Now you have a fully working OpenVPN server its time to generate some client certificates. You can generate one per user - but the key here is that without a cert they cant connect to your VPN

  1. Working out of /etc/openvpn/easy-rsa

    Run the following one by one
    sudo su
    source ./vars
    ./build-key client1

Leave the prompts blank - and decide if you want a challenge password on the cert (I’d advise setting one, because if your CERT fell in to the wrong hands - they would need the password to use it.)

  1. Copy the sample client config to the easy rsa folder
    cp /usr/share/doc/openvpn/examples/sample-config-files/client.conf /etc/openvpn/easy-rsa/keys/client.ovpn

  2. Edit the client config
    nano /etc/openvpn/easy-rsa/keys/client.ovpn

  3. First thing to change is you need to put the public IP or public DNS of your internet here (you can get a dynamic DNS setup if your internet IP changes) - also note the port number you set open VPN to run on

    remote your_server_ip 50000

    Again uncomment

    user nobody
    group nogroup

Ok - that’s it - you just setup your OpenVPN server, generated a server cert, a server key and a client side key, cert and config

The client cert, key and config are all part of the package that needs to be deployed to the client (On an iPhone you would need to use iTunes to copy these files over)

client1.crt
client1.key
client.ovpn
ca.crt

If your struggling with the multiple files - I would suggest combining the client1.crt, client1.key and ca.crt into the ovpn file and then just deploying the one file to the device

To combine the files into a unified file (unified ovpn file)

  1. Edit client.ovpn

  2. Comment the following by adding a ; in front of each line
    ;ca ca.crt
    ;cert client.crt
    ;key client.key

  3. Save the file and run the follow three commands
    echo '<ca>' >> /etc/openvpn/easy-rsa/keys/client.ovpn
    cat /etc/openvpn/ca.crt >> /etc/openvpn/easy-rsa/keys/client.ovpn
    echo '</ca>' >> /etc/openvpn/easy-rsa/keys/client.ovpn

  4. Run these 3 commands
    echo '<cert>' >> /etc/openvpn/easy-rsa/keys/client.ovpn
    cat /etc/openvpn/easy-rsa/keys/client1.crt >> /etc/openvpn/easy-rsa/keys/client.ovpn
    echo '</cert>' >> /etc/openvpn/easy-rsa/keys/client.ovpn

  5. Run these 3 commands
    echo '<key>' >> /etc/openvpn/easy-rsa/keys/client.ovpn
    cat /etc/openvpn/easy-rsa/keys/client1.key >> /etc/openvpn/easy-rsa/keys/client.ovpn
    echo '</key>' >> /etc/openvpn/easy-rsa/keys/client.ovpn

  6. If you run cat /etc/openvpn/easy-rsa/keys/client.ovpn you will see the 3 files have been appended to the client ovpn file

7.You now have one client.ovpn file that when you deploy it to your device - with the OpenVPN app you can VPN into your home network.
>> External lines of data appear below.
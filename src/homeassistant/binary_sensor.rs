use super::device::Device;
use super::entity::{Entity, EntityOptions};
use super::messages::Component;
use super::transport::Transport;
use crate::error::Result;

pub const PAYLOAD_ON: &[u8] = b"ON";
pub const PAYLOAD_OFF: &[u8] = b"OFF";

pub struct BinarySensor<T: Transport + ?Sized> {
    entity: Entity<T>,
}

impl<T: Transport + ?Sized> BinarySensor<T> {
    pub fn new(device: &Device<T>, options: EntityOptions) -> Self {
        Self {
            entity: Entity::new(device, Component::BinarySensor, options),
        }
    }

    /// Publishes the config followed by an initial `OFF`, so the hub never
    /// shows a configured entity without a state.
    pub async fn init(&self) -> Result<()> {
        self.entity.init().await?;
        if self.entity.publish_initial_state() {
            self.off().await?;
        }

        Ok(())
    }

    pub async fn publish_state(&self, state: bool) -> Result<()> {
        let payload = if state { PAYLOAD_ON } else { PAYLOAD_OFF };
        self.entity.publish_state(payload).await
    }

    pub async fn on(&self) -> Result<()> {
        self.publish_state(true).await
    }

    pub async fn off(&self) -> Result<()> {
        self.publish_state(false).await
    }

    pub async fn remove(&self) -> Result<()> {
        self.entity.remove().await
    }

    pub fn entity(&self) -> &Entity<T> {
        &self.entity
    }
}

impl<T: Transport + ?Sized> From<Entity<T>> for BinarySensor<T> {
    fn from(entity: Entity<T>) -> Self {
        Self { entity }
    }
}
use std::sync::{Arc, Mutex};

use async_trait::async_trait;
use ha_mqtt_device::homeassistant::{Device, DeviceOptions, Transport, TransportError};
use ha_mqtt_device::StaticIdentity;
use rumqttc::{LastWill, QoS};

pub const HARDWARE_ID: &str = "a1b2c3";
pub const MAC_ADDRESS: &str = "a1:b2:c3:d4:e5:f6";

#[derive(Debug, Clone, PartialEq, Eq)]
pub struct Published {
    pub topic: String,
    pub payload: Vec<u8>,
    pub retain: bool,
    pub qos: QoS,
}

impl Published {
    pub fn payload_str(&self) -> String {
        String::from_utf8(self.payload.clone()).unwrap()
    }
}

/// In-memory transport that records every interaction.
#[derive(Default)]
pub struct RecordingTransport {
    published: Mutex<Vec<Published>>,
    subscriptions: Mutex<Vec<String>>,
    last_will: Mutex<Option<LastWill>>,
    failing_topics: Mutex<Vec<String>>,
}

impl RecordingTransport {
    pub fn new() -> Arc<Self> {
        Arc::new(Self::default())
    }

    /// Every publish to `topic` fails from now on.
    pub fn fail_on(&self, topic: &str) {
        self.failing_topics.lock().unwrap().push(topic.to_owned());
    }

    pub fn published(&self) -> Vec<Published> {
        self.published.lock().unwrap().clone()
    }

    pub fn published_to(&self, topic: &str) -> Vec<Published> {
        self.published()
            .into_iter()
            .filter(|message| message.topic == topic)
            .collect()
    }

    pub fn clear(&self) {
        self.published.lock().unwrap().clear();
    }

    pub fn subscriptions(&self) -> Vec<String> {
        self.subscriptions.lock().unwrap().clone()
    }

    pub fn last_will(&self) -> Option<LastWill> {
        self.last_will.lock().unwrap().clone()
    }
}

#[async_trait]
impl Transport for RecordingTransport {
    async fn publish(
        &self,
        topic: &str,
        payload: Vec<u8>,
        retain: bool,
        qos: QoS,
    ) -> Result<(), TransportError> {
        if self
            .failing_topics
            .lock()
            .unwrap()
            .iter()
            .any(|failing| failing == topic)
        {
            return Err(TransportError::ConnectionLost);
        }

        self.published.lock().unwrap().push(Published {
            topic: topic.to_owned(),
            payload,
            retain,
            qos,
        });
        Ok(())
    }

    async fn subscribe(&self, topic: &str) -> Result<(), TransportError> {
        self.subscriptions.lock().unwrap().push(topic.to_owned());
        Ok(())
    }

    fn set_last_will(&self, will: LastWill) -> Result<(), TransportError> {
        *self.last_will.lock().unwrap() = Some(will);
        Ok(())
    }
}

pub fn identity() -> StaticIdentity {
    StaticIdentity::new(HARDWARE_ID, MAC_ADDRESS)
}

/// The availability-aware `Shed` device used across tests.
pub fn shed(transport: &Arc<RecordingTransport>) -> Device<RecordingTransport> {
    Device::new(
        Arc::clone(transport),
        &identity(),
        DeviceOptions::new("Shed", "ESP32", "ACME").with_device_id("shed1"),
    )
    .unwrap()
}

/// A device without availability channel.
pub fn basic_shed(transport: &Arc<RecordingTransport>) -> Device<RecordingTransport> {
    Device::new(
        Arc::clone(transport),
        &identity(),
        DeviceOptions::new("Shed", "ESP32", "ACME"),
    )
    .unwrap()
}
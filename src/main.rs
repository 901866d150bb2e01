use std::sync::Arc;
use std::time::{Duration, Instant};

use ha_mqtt_device::homeassistant::{
    BinarySensor, Device, EntityCategory, EntityOptions, MqttTransport, Sensor, StateClass,
};
use ha_mqtt_device::settings::Settings;
use ha_mqtt_device::StaticIdentity;
use rumqttc::{Event, EventLoop, Packet};
use tokio::sync::mpsc;
use tracing::{error, info};
use tracing_subscriber::layer::SubscriberExt;
use tracing_subscriber::{util::SubscriberInitExt, Layer};

enum TransportEvent {
    Message { topic: String, payload: Vec<u8> },
    Reconnected,
    Disconnected,
}

#[tokio::main]
async fn main() {
    init_tracing();

    info!("Starting");
    let settings = match Settings::new() {
        Ok(settings) => settings,
        Err(x) => {
            error!("Failed to read settings: {}", x);
            std::process::exit(1);
        }
    };

    if let Err(x) = run(settings).await {
        error!("Failure while announcing device: {}", x);
        std::process::exit(1);
    }
}

async fn run(settings: Settings) -> Result<(), Box<dyn std::error::Error>> {
    let identity = StaticIdentity::from(settings.identity);
    let transport = Arc::new(MqttTransport::new(settings.mqtt.into()));
    let mut device = Device::new(Arc::clone(&transport), &identity, settings.device.into())?;

    let eventloop = transport.connect(100)?;
    let (tx, mut rx) = mpsc::channel(32);
    tokio::spawn(poll_events(eventloop, tx));

    device.init().await?;

    let uptime = Sensor::new(
        &device,
        EntityOptions::new("Uptime")
            .with_object_id("uptime")
            .with_state_class(StateClass::TotalIncreasing)
            .with_unit_of_measurement("s")
            .with_icon("mdi:timer-outline")
            .with_entity_category(EntityCategory::Diagnostic),
    );
    uptime.init().await?;

    let connectivity = BinarySensor::new(
        &device,
        EntityOptions::new("Connectivity")
            .with_object_id("connectivity")
            .with_device_class("connectivity")
            .with_entity_category(EntityCategory::Diagnostic),
    );
    connectivity.init().await?;
    connectivity.on().await?;

    let started = Instant::now();
    let mut ticker = tokio::time::interval(Duration::from_secs(settings.publish_interval_secs));

    loop {
        tokio::select! {
            event = rx.recv() => match event {
                Some(TransportEvent::Message { topic, payload }) => {
                    device.handle_message(&topic, &payload).await?
                }
                // clean sessions drop the status subscription on reconnect
                Some(TransportEvent::Reconnected) => device.init().await?,
                Some(TransportEvent::Disconnected) => device.mark_unavailable(),
                None => break,
            },
            _ = ticker.tick() => {
                uptime
                    .publish_state(started.elapsed().as_secs().to_string())
                    .await?
            }
            _ = tokio::signal::ctrl_c() => {
                info!("Shutting down");
                break;
            }
        }
    }

    transport.disconnect().await?;
    Ok(())
}

async fn poll_events(mut eventloop: EventLoop, tx: mpsc::Sender<TransportEvent>) {
    let mut connected_once = false;

    loop {
        let event = match eventloop.poll().await {
            Ok(Event::Incoming(Packet::Publish(publish))) => TransportEvent::Message {
                topic: publish.topic,
                payload: publish.payload.to_vec(),
            },
            Ok(Event::Incoming(Packet::ConnAck(_))) => {
                info!("MQTT connected");
                if !connected_once {
                    connected_once = true;
                    continue;
                }
                TransportEvent::Reconnected
            }
            Ok(_) => continue,
            Err(e) => {
                error!("MQTT connection error: {:?}", e);
                tokio::time::sleep(Duration::from_secs(1)).await;
                TransportEvent::Disconnected
            }
        };

        if tx.send(event).await.is_err() {
            break;
        }
    }
}

fn init_tracing() {
    tracing_subscriber::registry()
        .with(
            tracing_subscriber::fmt::layer()
                .with_filter(tracing_subscriber::filter::LevelFilter::INFO),
        )
        .init();
}
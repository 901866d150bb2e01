use thiserror::Error;

use crate::homeassistant::transport::TransportError;

#[derive(Debug, Error)]
pub enum Error {
    /// Grouped entities share one JSON state payload and need a template to pick their value.
    #[error("grouped entities need a value template (`value_template` or `val_tpl`)")]
    MissingValueTemplate,

    #[error("group members must be created from the device that owns the group")]
    ForeignDevice,

    #[error("failed to serialize payload: {0}")]
    Serialization(#[from] serde_json::Error),

    #[error(transparent)]
    Transport(#[from] TransportError),
}

pub type Result<T> = std::result::Result<T, Error>;
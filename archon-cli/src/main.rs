use anyhow::{Context, Result, bail};
use clap::{Parser, Subcommand};
use std::fs;
use std::path::{Path, PathBuf};
use tracing_subscriber::EnvFilter;
use tracing_subscriber::layer::SubscriberExt;
use tracing_subscriber::util::SubscriberInitExt;

use archon_core::{FileTaskStore, Task, TaskService, TokenAuthority};

mod config;
mod table;

#[derive(Parser, Debug)]
#[command(name = "archon", version, about = "Archon task orchestration toolkit")]
struct Cli {
    /// Path to a configuration file (JSON or YAML)
    #[arg(long, global = true)]
    config: Option<PathBuf>,

    /// Enable verbose logging output
    #[arg(long, global = true)]
    verbose: bool,

    #[command(subcommand)]
    command: Command,
}

#[derive(Subcommand, Debug)]
enum Command {
    /// Create a new task
    Create {
        /// Title of the task
        #[arg(long)]
        title: String,

        /// Owner responsible for the task
        #[arg(long)]
        owner: String,

        /// One of: low, medium, high
        #[arg(long, default_value = "medium")]
        priority: String,

        /// Optional task description
        #[arg(long, default_value = "")]
        description: String,
    },

    /// List all tasks
    List,

    /// Mark a task as completed and print its completion token
    Complete { task_id: String },

    /// Export all tasks to a YAML file
    Export { output: PathBuf },

    /// Replace the whole collection from a YAML or JSON file
    Import { input: PathBuf },

    /// Remove every task from the store
    Purge {
        /// Confirm deletion of all tasks
        #[arg(long)]
        force: bool,
    },
}

fn main() -> Result<()> {
    let cli = Cli::parse();
    init_logging(cli.verbose);

    let config = config::load_config(cli.config.as_deref())?;
    tracing::debug!(
        environment = %config.environment,
        database_path = %config.database_path.display(),
        email_notifications = config.notifications.email_enabled,
        sms_notifications = config.notifications.sms_enabled,
        "configuration loaded"
    );

    let store = FileTaskStore::open(&config.database_path)
        .with_context(|| format!("open task store at {}", config.database_path.display()))?;
    let service = TaskService::new(store, TokenAuthority::new(config.token_ttl));

    match cli.command {
        Command::Create {
            title,
            owner,
            priority,
            description,
        } => {
            let task = service.create(&title, &owner, &priority, &description)?;
            println!("Task created with id {}", task.identifier);
        }

        Command::List => {
            let tasks = service.list()?;
            println!("{}", table::format_task_table(&tasks));
        }

        Command::Complete { task_id } => {
            let token = service.complete(&task_id)?;
            println!(
                "{}",
                serde_json::json!({ "task_id": task_id, "completion_token": token })
            );
        }

        Command::Export { output } => {
            let tasks = service.list()?;
            write_yaml(&tasks, &output)?;
            println!("Exported {} tasks to {}", tasks.len(), output.display());
        }

        Command::Import { input } => {
            let tasks = read_task_file(&input)?;
            let count = tasks.len();
            service.import(&tasks)?;
            println!("Imported {} tasks from {}", count, input.display());
        }

        Command::Purge { force } => {
            if !force {
                bail!("refusing to purge without --force");
            }
            let count = service.purge()?;
            println!("Purged {} tasks", count);
        }
    }

    Ok(())
}

fn init_logging(verbose: bool) {
    let default = if verbose { "debug" } else { "warn" };
    let filter = EnvFilter::try_from_default_env().unwrap_or_else(|_| EnvFilter::new(default));

    tracing_subscriber::registry()
        .with(filter)
        .with(tracing_subscriber::fmt::layer().with_target(false))
        .init();
}

fn write_yaml(tasks: &[Task], output: &Path) -> Result<()> {
    let yaml = serde_yaml::to_string(tasks).context("serialize tasks to YAML")?;
    fs::write(output, yaml).with_context(|| format!("write {}", output.display()))?;
    Ok(())
}

fn read_task_file(input: &Path) -> Result<Vec<Task>> {
    let raw =
        fs::read_to_string(input).with_context(|| format!("read {}", input.display()))?;
    let is_yaml = matches!(
        input.extension().and_then(|e| e.to_str()),
        Some("yml" | "yaml")
    );
    let tasks = if is_yaml {
        serde_yaml::from_str(&raw).with_context(|| format!("parse {}", input.display()))?
    } else {
        serde_json::from_str(&raw).with_context(|| format!("parse {}", input.display()))?
    };
    Ok(tasks)
}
See https://nordvpn.com/tutorials/android/openvpn/ for more help on how to deploy ovpn files to your device

WARNING: DO NOT UNDER ANY CIRCUMSTANCE let these OVPN Client files get into the wrong hands, don’t email them to your device, only use trusted methods to copy them over. Remember with this file (and your challenge key if you set one) anyone could connect to your VPN

Once these files are on your remote device open port 50000 to on your router to your Pi

Consider setting up fail2ban for open VPN (this will ban IPs that try to connect to OpenVPN at port 50000) But with out a the above client config file - they are kind of wasting their time.

Just gonna recommend PiVPN as an OpenVPN install.

Sure - as mentioned on the other thread. However people expressed some concerns over installing it when they didn’t know how it was setup - another reason I wrote this guide.

OpenVPN is always a pain to set up no matter how you cut it. I’ve never found it easy but it does get easier to understand after like the 5th time

Does OpenVPN need to be installed on the same machine where Home Assistant is running? I already have it running on a box with Ubuntu 16.04 server and I was hoping I could set up OpenVPN on a RPi separately. I should be able to do this correct?

correct. It just needs to be on the same network, not necessarily the same same device

Any machine on the network will do. Arguably a machine that only runs the vpn, as then it is easy to physically shut the vpn down but powered down/disconnecting that one machine.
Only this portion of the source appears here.